Data in this exercise:
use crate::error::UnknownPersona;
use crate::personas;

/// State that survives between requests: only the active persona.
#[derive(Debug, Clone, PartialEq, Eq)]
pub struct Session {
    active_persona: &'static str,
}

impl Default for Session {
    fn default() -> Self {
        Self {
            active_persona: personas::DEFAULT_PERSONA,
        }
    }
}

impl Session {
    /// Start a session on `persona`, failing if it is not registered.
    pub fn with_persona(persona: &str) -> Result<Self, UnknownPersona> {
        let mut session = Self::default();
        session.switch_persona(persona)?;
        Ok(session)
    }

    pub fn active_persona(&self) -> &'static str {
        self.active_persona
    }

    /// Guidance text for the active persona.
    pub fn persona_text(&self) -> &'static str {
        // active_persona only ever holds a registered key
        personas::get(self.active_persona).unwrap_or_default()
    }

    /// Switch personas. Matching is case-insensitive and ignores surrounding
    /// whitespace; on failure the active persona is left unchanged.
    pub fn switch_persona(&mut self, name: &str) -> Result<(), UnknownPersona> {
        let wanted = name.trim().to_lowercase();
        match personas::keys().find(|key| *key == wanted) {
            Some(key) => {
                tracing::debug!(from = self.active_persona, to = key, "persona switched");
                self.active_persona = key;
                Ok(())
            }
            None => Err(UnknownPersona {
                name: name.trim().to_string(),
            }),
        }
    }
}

...

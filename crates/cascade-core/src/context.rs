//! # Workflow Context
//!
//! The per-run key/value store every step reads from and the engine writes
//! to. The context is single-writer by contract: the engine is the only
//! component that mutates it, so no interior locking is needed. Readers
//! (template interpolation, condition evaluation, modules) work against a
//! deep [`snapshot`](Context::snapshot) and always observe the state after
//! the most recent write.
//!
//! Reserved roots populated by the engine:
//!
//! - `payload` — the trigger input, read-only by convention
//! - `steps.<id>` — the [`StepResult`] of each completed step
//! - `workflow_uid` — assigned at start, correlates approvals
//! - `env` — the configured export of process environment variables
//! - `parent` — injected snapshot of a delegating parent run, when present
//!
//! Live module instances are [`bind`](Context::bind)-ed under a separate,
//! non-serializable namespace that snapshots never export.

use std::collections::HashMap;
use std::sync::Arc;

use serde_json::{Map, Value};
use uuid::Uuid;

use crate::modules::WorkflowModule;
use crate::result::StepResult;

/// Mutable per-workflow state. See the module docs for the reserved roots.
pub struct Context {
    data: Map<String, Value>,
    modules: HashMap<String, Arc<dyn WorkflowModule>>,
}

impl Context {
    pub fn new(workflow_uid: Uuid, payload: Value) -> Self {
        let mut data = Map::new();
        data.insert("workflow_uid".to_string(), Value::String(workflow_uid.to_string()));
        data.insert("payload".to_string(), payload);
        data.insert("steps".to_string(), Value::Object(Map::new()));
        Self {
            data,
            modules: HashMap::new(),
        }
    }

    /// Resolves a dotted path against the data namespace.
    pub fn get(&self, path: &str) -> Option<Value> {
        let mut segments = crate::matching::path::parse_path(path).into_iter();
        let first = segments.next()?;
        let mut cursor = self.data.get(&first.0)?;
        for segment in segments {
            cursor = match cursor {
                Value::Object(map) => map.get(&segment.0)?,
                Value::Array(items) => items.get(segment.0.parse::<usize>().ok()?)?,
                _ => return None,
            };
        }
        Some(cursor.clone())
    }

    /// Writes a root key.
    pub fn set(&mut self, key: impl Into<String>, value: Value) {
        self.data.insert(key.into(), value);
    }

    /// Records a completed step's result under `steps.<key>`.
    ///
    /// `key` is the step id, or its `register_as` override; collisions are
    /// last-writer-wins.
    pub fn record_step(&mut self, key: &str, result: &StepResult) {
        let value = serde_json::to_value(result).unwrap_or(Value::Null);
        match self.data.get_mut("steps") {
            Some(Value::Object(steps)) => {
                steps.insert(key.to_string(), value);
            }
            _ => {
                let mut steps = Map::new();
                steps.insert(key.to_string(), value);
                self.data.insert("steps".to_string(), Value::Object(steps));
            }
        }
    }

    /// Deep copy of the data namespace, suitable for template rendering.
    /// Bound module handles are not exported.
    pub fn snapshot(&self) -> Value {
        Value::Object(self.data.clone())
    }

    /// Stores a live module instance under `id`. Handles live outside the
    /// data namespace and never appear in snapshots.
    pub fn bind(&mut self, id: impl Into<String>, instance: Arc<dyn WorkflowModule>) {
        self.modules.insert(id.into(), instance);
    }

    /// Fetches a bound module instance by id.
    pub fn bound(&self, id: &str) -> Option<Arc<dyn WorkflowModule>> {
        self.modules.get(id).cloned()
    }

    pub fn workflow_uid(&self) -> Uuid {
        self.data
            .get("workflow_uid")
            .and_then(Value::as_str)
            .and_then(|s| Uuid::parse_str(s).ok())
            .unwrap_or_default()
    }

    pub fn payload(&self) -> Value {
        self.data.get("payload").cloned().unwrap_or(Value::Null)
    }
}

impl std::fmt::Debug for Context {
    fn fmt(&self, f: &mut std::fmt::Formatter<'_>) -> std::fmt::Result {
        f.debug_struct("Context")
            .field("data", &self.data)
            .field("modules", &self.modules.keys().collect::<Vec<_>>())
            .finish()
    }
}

Problem to solve:
Copy each line in the data that holds the word "snapshots".

Reply to the exercise:
//! non-serializable namespace that snapshots never export.
    /// data namespace and never appear in snapshots.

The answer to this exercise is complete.